The Hôpital d'instruction des armées Percy (lit. "Percy Training Hospital of the Armies"; HIA Percy) is a military hospital in Clamart, near Paris, France. It is managed by the French Armed Forces Health Service and provides health services to both military and civilian patients. It is named after Pierre-François Percy, military surgeon during the Napoleonic wars.

The hospital has, in particular, an emergency service, a service for treating severe burns, and a service for treating patients contaminated by radioactivity (including a hematological service).

==Notable patients==
The hospital has treated several heads of state and other notable individuals.

Palestinian leader Yasser Arafat was treated at Percy hospital from October 29, 2004, until his death on November 11, 2004. During his stay at Percy, he had fallen into an increasingly deeper coma despite intensive care.

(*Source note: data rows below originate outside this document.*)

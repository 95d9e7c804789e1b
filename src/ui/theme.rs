use ratatui::style::{Color, Modifier, Style};

pub struct Theme;

impl Theme {
    pub fn border() -> Style {
        Style::default().fg(Color::DarkGray)
    }

    pub fn border_focused() -> Style {
        Style::default().fg(Color::Cyan)
    }

    pub fn title() -> Style {
        Style::default().fg(Color::White).add_modifier(Modifier::BOLD)
    }

    pub fn tab_normal() -> Style {
        Style::default().fg(Color::White).bg(Color::Black)
    }

    pub fn tab_active() -> Style {
        Style::default()
            .fg(Color::Black)
            .bg(Color::Cyan)
            .add_modifier(Modifier::BOLD)
    }

    pub fn menu_button() -> Style {
        Style::default().fg(Color::Yellow)
    }

    pub fn menu_button_open() -> Style {
        Style::default()
            .fg(Color::Black)
            .bg(Color::Yellow)
            .add_modifier(Modifier::BOLD)
    }

    pub fn class_name() -> Style {
        Style::default().fg(Color::Green)
    }

    pub fn hint() -> Style {
        Style::default().fg(Color::DarkGray)
    }

    pub fn status_bar() -> Style {
        Style::default().fg(Color::White).bg(Color::DarkGray)
    }

    pub fn status_warning() -> Style {
        Style::default().fg(Color::Yellow).bg(Color::DarkGray)
    }
}
use crate::app::state::AppState;
use crate::ui::theme::Theme;
use ratatui::prelude::*;
use ratatui::widgets::{Block, Borders, List, ListItem};

const ENTRIES: [&str; 4] = ["Profile", "Preferences", "Help", "Sign out"];

pub fn render(frame: &mut Frame, area: Rect, state: &AppState) {
    let block = Block::default()
        .title(" Menu ")
        .title_style(Theme::title())
        .borders(Borders::ALL)
        .border_style(Theme::border_focused());

    let mut items: Vec<ListItem> = ENTRIES
        .iter()
        .map(|entry| ListItem::new(format!(" {}", entry)))
        .collect();
    items.push(ListItem::new(""));
    items.push(ListItem::new(Span::styled(
        format!(" class: {}", state.toggle.active_class()),
        Theme::hint(),
    )));

    frame.render_widget(List::new(items).block(block), area);
}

Bassel Fleihan, a Lebanese legislator and Minister of Economy and Commerce was treated at Percy, having suffered major burns on 95% of his body when a massive bomb exploded on the Beirut seafront as he passed by in former Lebanese Prime Minister Rafik al-Hariri's motorcade on February 14, 2005. Despite being seated beside Hariri, who was killed when the explosion occurred, Fleihan lived through the attack and was airlifted to Percy where he survived for 64 days before succumbing to his injuries.

Zambian president Levy Mwanawasa was admitted to hospital 1 July 2008 to receive treatment following a stroke he suffered on 29 June. He died in hospital on 19 August 2008.